▶ [Task to complete]:
Counting every line in the records below that holds "iter", give the total and add nothing.

▶ [Extracted data]:
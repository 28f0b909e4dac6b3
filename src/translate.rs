//! Raw vendor payloads to the normalized model, and the normalized model to
//! host driver values.

use crate::protocol::{
    alert_active, AlertsPayload, InfoPayload, RawAlert, SensorsPayload, ALERT_AIR_FILTER,
    ALERT_SERVICE, ALERT_UV_LAMP,
};
use crate::types::*;
use crate::{Error, Result};

/// Outcome of a state poll. Offline is distinct from an idle snapshot.
#[derive(Debug, Clone, PartialEq)]
pub enum Poll {
    Online(DeviceState),
    Offline,
}

impl Poll {
    pub fn is_online(&self) -> bool {
        matches!(self, Poll::Online(_))
    }
}

/// Fold a fetch result into a [`Poll`]. Unavailable becomes Offline; any
/// other failure propagates.
pub fn poll_from(fetched: Result<InfoPayload>, known_alerts: Alerts) -> Result<Poll> {
    match fetched {
        Ok(info) => Ok(Poll::Online(translate_info(&info, known_alerts)?)),
        Err(Error::Unavailable { .. }) => Ok(Poll::Offline),
        Err(e) => Err(e),
    }
}

/// Build a [`DeviceState`] from an info payload. Alerts embedded in the
/// payload win over `known_alerts` from the alerts endpoint.
pub fn translate_info(info: &InfoPayload, known_alerts: Alerts) -> Result<DeviceState> {
    let mode = ThermostatMode::from_raw(info.mode)
        .ok_or_else(|| Error::Protocol(format!("unknown thermostat mode {}", info.mode)))?;
    let fan = FanMode::from_raw(info.fan)
        .ok_or_else(|| Error::Protocol(format!("unknown fan mode {}", info.fan)))?;

    let limits = match (info.heattempmin, info.heattempmax, info.cooltempmin, info.cooltempmax) {
        (Some(heat_min), Some(heat_max), Some(cool_min), Some(cool_max)) => Some(SetpointLimits {
            heat_min,
            heat_max,
            cool_min,
            cool_max,
        }),
        _ => None,
    };

    let alerts = match &info.alerts {
        Some(embedded) => alerts_from(embedded),
        None => known_alerts,
    };

    Ok(DeviceState {
        name: info.name.clone(),
        space_temp: info.spacetemp,
        heat_setpoint: info.heattemp,
        cool_setpoint: info.cooltemp,
        mode,
        fan,
        fan_running: info.fanstate != 0,
        heat_cool: HeatCoolState::from_raw(info.state),
        humidity: info.hum,
        schedule_enabled: info.schedule != 0,
        schedule_phase: SchedulePhase::from_raw(info.schedulepart),
        away: info.away != 0,
        temp_unit: TempUnit::from_raw(info.tempunits),
        setpoint_delta: info.setpointdelta,
        limits,
        hum_setpoint: info.hum_setpoint,
        dehum_setpoint: info.dehum_setpoint,
        alerts,
    })
}

pub fn alerts_from(alerts: &[RawAlert]) -> Alerts {
    Alerts {
        air_filter: alert_active(alerts, ALERT_AIR_FILTER),
        uv_lamp: alert_active(alerts, ALERT_UV_LAMP),
        service: alert_active(alerts, ALERT_SERVICE),
    }
}

pub fn translate_alerts(payload: &AlertsPayload) -> Alerts {
    alerts_from(&payload.alerts)
}

pub fn translate_sensors(payload: &SensorsPayload) -> Vec<SensorReading> {
    payload
        .sensors
        .iter()
        .map(|s| SensorReading {
            name: s.name.clone(),
            temperature: s.temp.unwrap_or(0.0),
            battery: s.battery,
        })
        .collect()
}

/// Driver values for a thermostat node. Offline nodes report only GV0.
pub fn thermostat_drivers(
    state: Option<&DeviceState>,
    online: bool,
    unit: TempUnit,
) -> Vec<DriverValue> {
    let mut drivers = vec![DriverValue::new(Driver::Online, online as u8, Uom::Boolean)];
    let Some(state) = state.filter(|_| online) else {
        return drivers;
    };
    let temp_uom = unit.uom();
    drivers.extend([
        DriverValue::new(Driver::Temperature, state.space_temp, temp_uom),
        DriverValue::new(Driver::HeatSetpoint, state.heat_setpoint, temp_uom),
        DriverValue::new(Driver::CoolSetpoint, state.cool_setpoint, temp_uom),
        DriverValue::new(Driver::Humidity, state.humidity, Uom::RelativeHumidity),
        DriverValue::new(Driver::Mode, state.reported_mode().index(), Uom::ThermostatMode),
        DriverValue::new(Driver::FanMode, state.fan.as_raw(), Uom::FanMode),
        DriverValue::new(Driver::HeatCoolState, state.heat_cool.index(), Uom::HeatCoolState),
        DriverValue::new(Driver::FanRunning, state.fan_running as u8, Uom::FanRunState),
        DriverValue::new(Driver::ScheduleMode, state.schedule_phase.raw(), Uom::Index),
        DriverValue::new(Driver::Away, state.away as u8, Uom::Boolean),
    ]);
    drivers.extend(alert_drivers(&state.alerts));
    drivers
}

pub fn alert_drivers(alerts: &Alerts) -> [DriverValue; 3] {
    [
        DriverValue::new(Driver::FilterAlert, alerts.air_filter as u8, Uom::Index),
        DriverValue::new(Driver::UvLampAlert, alerts.uv_lamp as u8, Uom::Index),
        DriverValue::new(Driver::ServiceAlert, alerts.service as u8, Uom::Index),
    ]
}

pub fn sensor_drivers(reading: &SensorReading, unit: TempUnit) -> Vec<DriverValue> {
    vec![
        DriverValue::new(Driver::Temperature, reading.temperature, unit.uom()),
        DriverValue::new(Driver::BatteryLevel, reading.battery.unwrap_or(0), Uom::Percent),
    ]
}

#[cfg(test)]
mod tests {
    use super::*;
    use serde_json::json;

    fn info(extra: serde_json::Value) -> InfoPayload {
        let mut base = json!({
            "name": "Hall", "mode": 3, "state": 0, "fan": 0, "fanstate": 0,
            "tempunits": 0, "schedule": 1, "schedulepart": 1, "away": 0,
            "spacetemp": 71.0, "heattemp": 68.0, "cooltemp": 74.0,
            "setpointdelta": 2.0, "hum": 40.0
        });
        if let (Some(b), Some(e)) = (base.as_object_mut(), extra.as_object()) {
            for (k, v) in e {
                b.insert(k.clone(), v.clone());
            }
        }
        serde_json::from_value(base).unwrap()
    }

    #[test]
    fn heat_cool_index_shifts_extended_states() {
        for raw in 0u8..=20 {
            let idx = HeatCoolState::from_raw(raw).index();
            if raw <= 2 {
                assert_eq!(idx, raw as u16);
            } else {
                assert_eq!(idx, raw as u16 + 10);
            }
        }
    }

    #[test]
    fn auto_mode_passes_through() {
        let state = translate_info(&info(json!({})), Alerts::default()).unwrap();
        assert_eq!(state.reported_mode().index(), 3);
        assert_eq!(state.heat_setpoint, 68.0);
        assert_eq!(state.cool_setpoint, 74.0);
    }

    #[test]
    fn away_forces_sentinel_but_keeps_mode() {
        let state = translate_info(&info(json!({"away": 1})), Alerts::default()).unwrap();
        assert_eq!(state.reported_mode(), ReportedMode::Away);
        assert_eq!(state.reported_mode().index(), 13);
        assert_eq!(state.mode, ThermostatMode::Auto);
    }

    #[test]
    fn schedule_part_passes_through() {
        let state = translate_info(&info(json!({"schedulepart": 255})), Alerts::default()).unwrap();
        assert_eq!(state.schedule_phase, SchedulePhase::INACTIVE);
        assert!(!state.schedule_phase.is_active());
        let state = translate_info(&info(json!({"schedulepart": 2})), Alerts::default()).unwrap();
        assert_eq!(state.schedule_phase.raw(), 2);
    }

    #[test]
    fn embedded_alerts_override_known() {
        let known = Alerts {
            air_filter: true,
            ..Default::default()
        };
        let state = translate_info(&info(json!({})), known).unwrap();
        assert!(state.alerts.air_filter);

        let embedded = json!({"alerts": [{"name": "Service", "active": true}]});
        let state = translate_info(&info(embedded), known).unwrap();
        assert!(!state.alerts.air_filter);
        assert!(state.alerts.service);
    }

    #[test]
    fn unknown_mode_is_protocol_error() {
        let err = translate_info(&info(json!({"mode": 9})), Alerts::default()).unwrap_err();
        assert!(matches!(err, Error::Protocol(_)));
    }

    #[test]
    fn unavailable_becomes_offline() {
        let fetched = Err(Error::Unavailable {
            host: "h".into(),
            reason: "timed out".into(),
        });
        assert_eq!(poll_from(fetched, Alerts::default()).unwrap(), Poll::Offline);

        let fetched = Err(Error::Protocol("garbage".into()));
        assert!(poll_from(fetched, Alerts::default()).is_err());
    }

    #[test]
    fn offline_reports_only_online_flag() {
        let state = translate_info(&info(json!({})), Alerts::default()).unwrap();
        let drivers = thermostat_drivers(Some(&state), false, TempUnit::Fahrenheit);
        assert_eq!(drivers, vec![DriverValue::new(Driver::Online, 0u8, Uom::Boolean)]);
    }

    #[test]
    fn drivers_use_unit_uom() {
        let state = translate_info(&info(json!({"tempunits": 1})), Alerts::default()).unwrap();
        let drivers = thermostat_drivers(Some(&state), true, TempUnit::Celsius);
        let st = drivers.iter().find(|d| d.driver == Driver::Temperature).unwrap();
        assert_eq!(st.uom, Uom::Celsius);
        let mode = drivers.iter().find(|d| d.driver == Driver::Mode).unwrap();
        assert_eq!(mode.value, 3.0);
    }
}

▶ [Reply]:
3